Transparent organic photovoltaic (TOPV) cells integrated into windows are key to reducing the carbon dioxide emissions associated with the building sector. However, TOPV cells that reach a compromise between efficiency and transparency must still be developed. In addition, to implement this technology in glass production companies, the materials and processes used in TOPV cell development must be compatible with producing these devices on an industrial scale. Here, an infrared (IR) cell combining a PC₆₀BM-based active material, ITO/ZnO as the back transparent electrode, PEDOT:PSS and ITO or Ag as the top transparent electrode, and a DBR as an antireflective coating was developed and applied on 625 mm² glass samples.
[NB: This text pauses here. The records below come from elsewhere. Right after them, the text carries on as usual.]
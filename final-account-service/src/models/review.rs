//! Section review request model. The outbound email itself is handled
//! elsewhere; this service owns the record, the access token, and the
//! status transition.

use chrono::{DateTime, Utc};
use serde::{Deserialize, Serialize};
use sqlx::FromRow;
use uuid::Uuid;
use validator::Validate;

/// Status of a review request.
#[derive(Debug, Clone, Copy, PartialEq, Eq, Serialize, Deserialize)]
#[serde(rename_all = "snake_case")]
pub enum ReviewRequestStatus {
    Pending,
    Approved,
    Rejected,
}

impl ReviewRequestStatus {
    pub fn as_str(&self) -> &'static str {
        match self {
            ReviewRequestStatus::Pending => "pending",
            ReviewRequestStatus::Approved => "approved",
            ReviewRequestStatus::Rejected => "rejected",
        }
    }
}

#[derive(Debug, Clone, Serialize, Deserialize, FromRow)]
pub struct SectionReview {
    pub review_id: Uuid,
    pub section_id: Uuid,
    /// Opaque token embedded in the review URL sent to the recipient.
    pub access_token: String,
    pub recipient_name: String,
    pub recipient_email: String,
    pub message: Option<String>,
    pub status: String,
    pub created_utc: DateTime<Utc>,
    pub responded_utc: Option<DateTime<Utc>>,
}

/// Input for creating a review request.
#[derive(Debug, Clone, Deserialize, Validate)]
pub struct CreateSectionReview {
    #[validate(length(min = 1, max = 200))]
    pub recipient_name: String,
    #[validate(email)]
    pub recipient_email: String,
    pub message: Option<String>,
}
The structure of the DBR based on titanium dioxide (TiO₂) and silicon dioxide (SiO₂) monolayers was adjusted to the IR cell absorption spectra to reach a power conversion efficiency (PCE) of 5 and 4.3, and an average visible transmission (AVT) of 41 % and 51 % for ITO and Ag top electrodes, respectively. The manufacturing route of these devices involved commercial polymers and coatings that can be deposited by technologies already applied in the glass industry, such as magnetron sputtering or thermal evaporation. Therefore, the IR cells developed here showed a good compromise between efficiency, transparency, and large-scale production manufacturability.